WHAT THE TASK ASKS: Scan the listing beneath this sentence. Report each line with the word "PartialEq".

LISTED RECORDS:
☆ ☆ ☆ ☆

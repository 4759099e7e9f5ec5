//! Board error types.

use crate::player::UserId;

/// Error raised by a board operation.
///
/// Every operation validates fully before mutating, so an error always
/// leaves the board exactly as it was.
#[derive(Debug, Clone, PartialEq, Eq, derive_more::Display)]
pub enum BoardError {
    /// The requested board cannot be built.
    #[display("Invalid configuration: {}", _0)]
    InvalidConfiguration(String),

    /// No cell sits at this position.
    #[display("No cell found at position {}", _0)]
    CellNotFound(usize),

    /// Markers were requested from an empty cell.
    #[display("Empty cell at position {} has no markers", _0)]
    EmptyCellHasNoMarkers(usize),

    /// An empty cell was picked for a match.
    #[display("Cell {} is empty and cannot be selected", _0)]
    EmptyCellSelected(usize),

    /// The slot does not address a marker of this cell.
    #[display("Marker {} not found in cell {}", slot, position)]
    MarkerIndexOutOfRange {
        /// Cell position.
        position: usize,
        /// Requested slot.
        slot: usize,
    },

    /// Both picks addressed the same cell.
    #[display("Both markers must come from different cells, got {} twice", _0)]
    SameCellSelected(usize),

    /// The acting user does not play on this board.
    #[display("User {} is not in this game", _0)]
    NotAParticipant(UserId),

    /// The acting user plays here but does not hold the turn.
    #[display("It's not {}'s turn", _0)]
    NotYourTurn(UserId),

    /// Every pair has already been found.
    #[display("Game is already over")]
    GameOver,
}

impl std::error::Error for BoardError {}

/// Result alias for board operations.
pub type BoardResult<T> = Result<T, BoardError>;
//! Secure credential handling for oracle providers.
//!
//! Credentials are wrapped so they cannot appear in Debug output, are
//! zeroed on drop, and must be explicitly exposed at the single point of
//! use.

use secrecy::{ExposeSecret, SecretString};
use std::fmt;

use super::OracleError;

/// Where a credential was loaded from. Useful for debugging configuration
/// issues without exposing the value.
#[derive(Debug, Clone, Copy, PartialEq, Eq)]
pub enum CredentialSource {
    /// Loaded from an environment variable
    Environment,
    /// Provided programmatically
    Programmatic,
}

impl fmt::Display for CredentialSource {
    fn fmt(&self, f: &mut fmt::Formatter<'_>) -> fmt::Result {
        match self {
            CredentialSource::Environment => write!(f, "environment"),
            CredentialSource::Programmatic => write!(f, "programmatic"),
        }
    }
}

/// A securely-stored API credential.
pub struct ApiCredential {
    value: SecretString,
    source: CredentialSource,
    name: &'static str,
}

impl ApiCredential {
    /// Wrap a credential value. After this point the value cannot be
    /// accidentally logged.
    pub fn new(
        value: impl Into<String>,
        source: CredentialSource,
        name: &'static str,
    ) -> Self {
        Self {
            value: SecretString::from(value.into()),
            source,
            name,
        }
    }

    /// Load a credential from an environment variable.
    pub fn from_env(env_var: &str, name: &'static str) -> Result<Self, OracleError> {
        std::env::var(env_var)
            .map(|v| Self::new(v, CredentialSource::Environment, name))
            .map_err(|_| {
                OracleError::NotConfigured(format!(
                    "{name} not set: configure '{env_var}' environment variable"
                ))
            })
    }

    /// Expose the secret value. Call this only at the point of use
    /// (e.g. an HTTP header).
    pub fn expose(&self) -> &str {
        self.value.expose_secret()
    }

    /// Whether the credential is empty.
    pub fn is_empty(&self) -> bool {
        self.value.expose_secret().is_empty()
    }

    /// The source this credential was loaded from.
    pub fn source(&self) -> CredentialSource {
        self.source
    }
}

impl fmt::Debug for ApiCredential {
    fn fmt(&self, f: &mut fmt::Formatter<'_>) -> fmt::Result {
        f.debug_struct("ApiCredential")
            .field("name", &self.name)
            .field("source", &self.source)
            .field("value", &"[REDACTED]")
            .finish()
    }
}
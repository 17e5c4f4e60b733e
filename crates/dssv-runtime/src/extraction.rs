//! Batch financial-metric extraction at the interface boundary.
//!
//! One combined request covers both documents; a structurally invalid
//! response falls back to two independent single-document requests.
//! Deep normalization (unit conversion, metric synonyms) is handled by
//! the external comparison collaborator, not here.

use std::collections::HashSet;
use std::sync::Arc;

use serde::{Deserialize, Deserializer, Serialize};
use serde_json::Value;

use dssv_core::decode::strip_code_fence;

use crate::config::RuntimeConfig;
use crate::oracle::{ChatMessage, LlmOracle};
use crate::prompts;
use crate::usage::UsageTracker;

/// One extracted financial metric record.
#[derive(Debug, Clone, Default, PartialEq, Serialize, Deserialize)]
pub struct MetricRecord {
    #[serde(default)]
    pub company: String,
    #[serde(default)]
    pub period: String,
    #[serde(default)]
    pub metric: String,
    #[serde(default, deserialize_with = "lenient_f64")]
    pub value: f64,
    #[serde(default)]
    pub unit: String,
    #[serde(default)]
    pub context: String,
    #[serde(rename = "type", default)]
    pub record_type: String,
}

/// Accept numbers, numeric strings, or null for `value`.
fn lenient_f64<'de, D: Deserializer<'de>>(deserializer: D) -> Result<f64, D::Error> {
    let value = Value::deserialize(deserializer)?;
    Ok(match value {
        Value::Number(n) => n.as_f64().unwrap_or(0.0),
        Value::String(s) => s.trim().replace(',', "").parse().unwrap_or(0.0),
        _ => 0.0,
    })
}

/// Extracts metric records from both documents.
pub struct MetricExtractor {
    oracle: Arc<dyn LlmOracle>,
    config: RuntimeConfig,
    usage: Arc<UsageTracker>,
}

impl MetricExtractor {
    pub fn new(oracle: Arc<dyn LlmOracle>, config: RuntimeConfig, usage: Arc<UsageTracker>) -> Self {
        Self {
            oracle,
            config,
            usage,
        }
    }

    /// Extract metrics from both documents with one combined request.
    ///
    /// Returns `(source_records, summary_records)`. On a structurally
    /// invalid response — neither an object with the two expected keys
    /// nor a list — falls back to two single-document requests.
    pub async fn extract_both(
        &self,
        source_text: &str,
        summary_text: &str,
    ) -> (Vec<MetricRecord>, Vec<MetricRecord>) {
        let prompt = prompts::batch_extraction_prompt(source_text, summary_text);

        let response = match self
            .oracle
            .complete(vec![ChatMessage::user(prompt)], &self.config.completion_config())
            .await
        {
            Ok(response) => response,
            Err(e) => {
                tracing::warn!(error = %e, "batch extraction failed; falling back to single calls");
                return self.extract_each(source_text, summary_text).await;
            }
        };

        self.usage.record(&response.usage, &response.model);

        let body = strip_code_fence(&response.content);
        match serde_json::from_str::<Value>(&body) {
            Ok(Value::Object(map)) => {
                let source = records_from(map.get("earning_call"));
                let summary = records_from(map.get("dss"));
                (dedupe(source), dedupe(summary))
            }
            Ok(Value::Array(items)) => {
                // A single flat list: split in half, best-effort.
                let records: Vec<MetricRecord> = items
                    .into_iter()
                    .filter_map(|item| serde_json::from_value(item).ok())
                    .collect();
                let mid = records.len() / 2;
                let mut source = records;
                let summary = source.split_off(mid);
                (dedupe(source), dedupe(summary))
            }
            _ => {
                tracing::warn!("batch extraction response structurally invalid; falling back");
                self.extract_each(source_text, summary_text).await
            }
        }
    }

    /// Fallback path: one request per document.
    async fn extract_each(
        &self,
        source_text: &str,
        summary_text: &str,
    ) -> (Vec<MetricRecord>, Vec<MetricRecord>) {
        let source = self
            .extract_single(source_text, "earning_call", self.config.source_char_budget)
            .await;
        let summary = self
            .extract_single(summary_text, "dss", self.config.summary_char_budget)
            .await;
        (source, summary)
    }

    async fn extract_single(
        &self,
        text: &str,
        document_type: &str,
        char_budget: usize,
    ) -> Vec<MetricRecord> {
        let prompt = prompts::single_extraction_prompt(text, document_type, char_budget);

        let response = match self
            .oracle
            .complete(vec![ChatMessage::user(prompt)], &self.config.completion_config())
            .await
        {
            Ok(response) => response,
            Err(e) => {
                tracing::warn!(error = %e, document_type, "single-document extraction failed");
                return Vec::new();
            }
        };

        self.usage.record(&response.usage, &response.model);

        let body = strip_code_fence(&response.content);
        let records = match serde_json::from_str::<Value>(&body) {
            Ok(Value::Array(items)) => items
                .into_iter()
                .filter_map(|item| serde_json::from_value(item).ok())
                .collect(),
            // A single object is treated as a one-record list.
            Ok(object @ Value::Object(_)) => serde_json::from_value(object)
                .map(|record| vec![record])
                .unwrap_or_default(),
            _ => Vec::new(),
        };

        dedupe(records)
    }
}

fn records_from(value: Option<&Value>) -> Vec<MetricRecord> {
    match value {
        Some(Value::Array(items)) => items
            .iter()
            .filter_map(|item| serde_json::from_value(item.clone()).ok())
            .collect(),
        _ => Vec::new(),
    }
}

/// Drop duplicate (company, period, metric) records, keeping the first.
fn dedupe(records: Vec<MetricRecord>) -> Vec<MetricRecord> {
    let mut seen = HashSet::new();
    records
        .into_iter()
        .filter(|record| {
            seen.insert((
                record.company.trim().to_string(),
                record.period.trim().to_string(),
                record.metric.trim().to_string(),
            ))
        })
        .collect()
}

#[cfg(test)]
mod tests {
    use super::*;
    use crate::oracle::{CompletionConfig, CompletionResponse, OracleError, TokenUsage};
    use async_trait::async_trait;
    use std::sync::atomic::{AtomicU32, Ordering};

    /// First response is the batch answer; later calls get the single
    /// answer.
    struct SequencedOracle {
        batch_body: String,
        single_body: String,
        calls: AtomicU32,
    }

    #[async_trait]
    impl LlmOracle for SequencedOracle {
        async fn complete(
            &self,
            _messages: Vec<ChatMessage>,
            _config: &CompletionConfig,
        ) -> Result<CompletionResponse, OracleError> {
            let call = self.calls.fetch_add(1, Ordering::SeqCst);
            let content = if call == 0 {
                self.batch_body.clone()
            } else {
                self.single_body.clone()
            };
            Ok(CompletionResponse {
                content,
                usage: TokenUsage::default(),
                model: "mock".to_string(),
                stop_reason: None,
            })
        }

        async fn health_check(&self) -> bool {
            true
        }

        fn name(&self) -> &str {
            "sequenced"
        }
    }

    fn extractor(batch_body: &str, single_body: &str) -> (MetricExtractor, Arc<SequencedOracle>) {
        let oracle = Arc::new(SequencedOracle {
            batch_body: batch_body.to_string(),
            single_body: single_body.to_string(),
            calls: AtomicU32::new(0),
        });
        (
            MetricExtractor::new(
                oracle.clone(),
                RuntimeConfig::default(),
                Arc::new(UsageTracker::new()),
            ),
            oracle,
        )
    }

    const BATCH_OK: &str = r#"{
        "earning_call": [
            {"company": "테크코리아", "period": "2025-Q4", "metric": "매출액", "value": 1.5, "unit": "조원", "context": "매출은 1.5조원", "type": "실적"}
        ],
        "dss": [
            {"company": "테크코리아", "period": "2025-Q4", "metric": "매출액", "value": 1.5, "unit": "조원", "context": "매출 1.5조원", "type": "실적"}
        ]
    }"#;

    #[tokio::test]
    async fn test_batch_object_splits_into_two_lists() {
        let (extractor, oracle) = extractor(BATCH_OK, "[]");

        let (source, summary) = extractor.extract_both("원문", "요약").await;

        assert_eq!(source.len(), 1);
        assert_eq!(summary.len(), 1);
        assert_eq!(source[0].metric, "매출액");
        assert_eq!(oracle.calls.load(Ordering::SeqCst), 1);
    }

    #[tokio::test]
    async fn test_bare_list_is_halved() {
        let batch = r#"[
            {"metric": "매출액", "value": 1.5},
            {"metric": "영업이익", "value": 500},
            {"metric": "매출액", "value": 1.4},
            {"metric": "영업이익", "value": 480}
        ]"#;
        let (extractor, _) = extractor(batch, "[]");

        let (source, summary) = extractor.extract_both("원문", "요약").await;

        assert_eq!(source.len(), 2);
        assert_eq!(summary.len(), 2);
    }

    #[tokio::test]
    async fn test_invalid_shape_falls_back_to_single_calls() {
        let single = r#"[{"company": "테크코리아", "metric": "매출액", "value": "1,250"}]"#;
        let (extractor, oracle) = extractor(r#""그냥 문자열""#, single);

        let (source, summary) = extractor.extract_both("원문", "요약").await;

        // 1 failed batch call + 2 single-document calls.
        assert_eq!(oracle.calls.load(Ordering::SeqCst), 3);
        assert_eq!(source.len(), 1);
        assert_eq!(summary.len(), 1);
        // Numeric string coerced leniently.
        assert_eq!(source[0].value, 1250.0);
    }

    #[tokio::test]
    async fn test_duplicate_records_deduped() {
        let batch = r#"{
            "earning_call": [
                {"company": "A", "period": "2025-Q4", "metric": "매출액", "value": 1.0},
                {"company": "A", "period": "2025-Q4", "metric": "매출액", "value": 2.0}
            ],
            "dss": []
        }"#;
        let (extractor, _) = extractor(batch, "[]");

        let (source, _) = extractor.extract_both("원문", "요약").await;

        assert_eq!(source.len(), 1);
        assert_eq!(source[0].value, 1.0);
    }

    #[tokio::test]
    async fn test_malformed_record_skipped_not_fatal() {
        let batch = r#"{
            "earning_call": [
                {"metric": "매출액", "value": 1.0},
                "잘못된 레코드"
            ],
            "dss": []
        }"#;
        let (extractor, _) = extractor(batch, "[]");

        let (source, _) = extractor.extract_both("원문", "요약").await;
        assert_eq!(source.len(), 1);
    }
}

☆ ☆ ☆ ☆

YOUR RESPONSE:
#[derive(Debug, Clone, PartialEq, Eq, derive_more::Display)]
#[derive(Debug, Clone, Copy, PartialEq, Eq)]
#[derive(Debug, Clone, Default, PartialEq, Serialize, Deserialize)]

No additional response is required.